A Google search for "Kilkenny Palin" on Saturday turned up 21,000 hits. She's been interviewed by National Public Radio and The New York Times. TV news producers have been scrambling to find her.
Crosscut, a Seattle-based online journalism site, is among those who have picked up the e-mail. Publisher David Brewster, who was e-mailed the letter by a friend, said he was struck by Kilkenny's tone and her firsthand experience from attending city council meetings while Palin was mayor. "Here's a person who didn't just jet in and talk to three people on one day, but has been in the town and watched it very carefully," he said.
The letter also lacked the strident tone many adopt, he said. "It didn't have a sort of prosecutorial throw-everything-at-her [Palin] tone," he said. "It was kind of an ordinary citizen activist trying to be fair and trying to be candid."
Kilkenny said she tried hard to be factual and is careful in the letter to be upfront about what she knows and doesn't know. Her experience comes from being a longtime Wasilla resident and from attending almost every council meeting the first year Palin was mayor.
She said she worked and reworked the letter to add things as people have asked more questions, deleted things that sounded too much like speculation and tried to keep it balanced with both positive and negative information.
"It's not to make her look bad. It's not to make her look good. It's just to make her what she is," she said.
In the letter, she lauds the former mayor as smart, hard-working and savvy. But, she says, far from being a fiscal conservative, Palin left Wasilla in debt, was intolerant of "divergent opinions" and "has bitten the hand of every person who extended theirs to her in help."
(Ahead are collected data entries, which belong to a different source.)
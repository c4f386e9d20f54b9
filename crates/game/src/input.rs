//! Player input handling.
//!
//! Raw input (keys, mouse) is converted into a [`PlayerCommand`] that the
//! player controller consumes once per tick.

use serde::{Deserialize, Serialize};

/// Raw player input for a single tick.
#[derive(Debug, Clone, Default, Serialize, Deserialize)]
pub struct PlayerInput {
    /// Movement keys pressed.
    pub movement: MovementInput,

    /// Mouse delta this tick (pixels).
    pub mouse_delta: (f32, f32),

    /// Action buttons pressed.
    pub actions: ActionInput,
}

/// Movement key states.
#[derive(Debug, Clone, Copy, Default, Serialize, Deserialize)]
pub struct MovementInput {
    pub forward: bool,
    pub backward: bool,
    pub left: bool,
    pub right: bool,
}

/// Action button states.
#[derive(Debug, Clone, Copy, Default, Serialize, Deserialize)]
pub struct ActionInput {
    /// Fire the hitscan-speed bullet.
    pub fire: bool,
    /// Fire a rocket.
    pub alt_fire: bool,
    pub jump: bool,
    pub sprint: bool,
}

/// Button bits carried by a [`PlayerCommand`].
#[derive(Debug, Clone, Copy, Default, PartialEq, Eq, Serialize, Deserialize)]
pub struct CommandButtons(pub u8);

impl CommandButtons {
    pub const FIRE: u8 = 1 << 0;
    pub const ALT_FIRE: u8 = 1 << 1;
    pub const JUMP: u8 = 1 << 2;
    pub const SPRINT: u8 = 1 << 3;

    /// Mark a button as held.
    #[inline]
    pub fn press(&mut self, button: u8) {
        self.0 |= button;
    }

    /// Check if a button is held.
    #[inline]
    pub fn pressed(self, button: u8) -> bool {
        (self.0 & button) != 0
    }
}

/// Movement intent for one tick.
#[derive(Debug, Clone, Copy, Default, PartialEq, Serialize, Deserialize)]
pub struct PlayerCommand {
    /// -1 (back) to 1 (forward).
    pub forward_move: f32,

    /// -1 (left) to 1 (right).
    pub right_move: f32,

    /// Change in (pitch, yaw), radians.
    pub view_delta: (f32, f32),

    pub buttons: CommandButtons,
}

impl PlayerCommand {
    #[inline]
    pub fn wants_jump(&self) -> bool {
        self.buttons.pressed(CommandButtons::JUMP)
    }

    #[inline]
    pub fn wants_sprint(&self) -> bool {
        self.buttons.pressed(CommandButtons::SPRINT)
    }

    #[inline]
    pub fn wants_fire(&self) -> bool {
        self.buttons.pressed(CommandButtons::FIRE)
    }

    #[inline]
    pub fn wants_alt_fire(&self) -> bool {
        self.buttons.pressed(CommandButtons::ALT_FIRE)
    }
}

impl PlayerInput {
    /// Convert to a movement command.
    ///
    /// # Arguments
    ///
    /// * `mouse_sensitivity` - Mouse sensitivity multiplier
    pub fn to_command(&self, mouse_sensitivity: f32) -> PlayerCommand {
        let mut cmd = PlayerCommand::default();

        if self.movement.forward {
            cmd.forward_move += 1.0;
        }
        if self.movement.backward {
            cmd.forward_move -= 1.0;
        }
        if self.movement.right {
            cmd.right_move += 1.0;
        }
        if self.movement.left {
            cmd.right_move -= 1.0;
        }

        // Normalize diagonal movement
        let move_magnitude = (cmd.forward_move.powi(2) + cmd.right_move.powi(2)).sqrt();
        if move_magnitude > 1.0 {
            cmd.forward_move /= move_magnitude;
            cmd.right_move /= move_magnitude;
        }

        // Mouse right turns right, which is a decreasing yaw about +Z.
        let sensitivity_radians = mouse_sensitivity * 0.001;
        cmd.view_delta = (
            -self.mouse_delta.1 * sensitivity_radians,
            -self.mouse_delta.0 * sensitivity_radians,
        );

        if self.actions.fire {
            cmd.buttons.press(CommandButtons::FIRE);
        }
        if self.actions.alt_fire {
            cmd.buttons.press(CommandButtons::ALT_FIRE);
        }
        if self.actions.jump {
            cmd.buttons.press(CommandButtons::JUMP);
        }
        if self.actions.sprint {
            cmd.buttons.press(CommandButtons::SPRINT);
        }

        cmd
    }

    /// Check if any movement input is active.
    pub fn has_movement(&self) -> bool {
        self.movement.forward || self.movement.backward || self.movement.left || self.movement.right
    }
}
Much of what Kilkenny states has been pointed out by others in news stories. Palin, on the national pulpit, has lauded herself as a fiscal conservative who cut government budgets. But as mayor and governor she presided over growing budgets. Some of her information has received less attention.
As mayor, as Kilkenny notes, Palin benefited enormously from a sales tax passed by the previous mayor, John Stein, whom she defeated in a bitter campaign in which she derided him as a "good ol' boy." That sales tax, passed to fund the police force, left the city flush with so much cash Palin was able to cut property taxes and still have revenues increase.
Some of the claims are hard to substantiate, including that Palin tried to fire the city librarian because she refused to consider removing books from the shelves. Palin did send a termination letter to the librarian, but it was unclear whether books were involved in that decision. At the time, Palin noted the librarian had supported her opponent in the election.
Kilkenny also admits some of what she says is open to interpretation. While she notes, for example, that Palin increased city expenditures, others in online comments have noted that the local population was exploding at the time so the budget naturally grew.
Kilkenny says many of the e-mails she's received want to know if she is for real.
"Are you you? they ask," she said. While most have been positive, a small minority has been critical, she said.
"Wow. Did Palin steel [sic] your man or what?" one wrote to her.
"you have an agenda and you should go to hell," wrote another.
Others have accused her of being a tool of the Democrats. She is a longtime registered Democrat. Her motivation in writing the letter was simply for people to be informed, she said.
"How's anyone to know if the people who do know don't say anything?" she asked.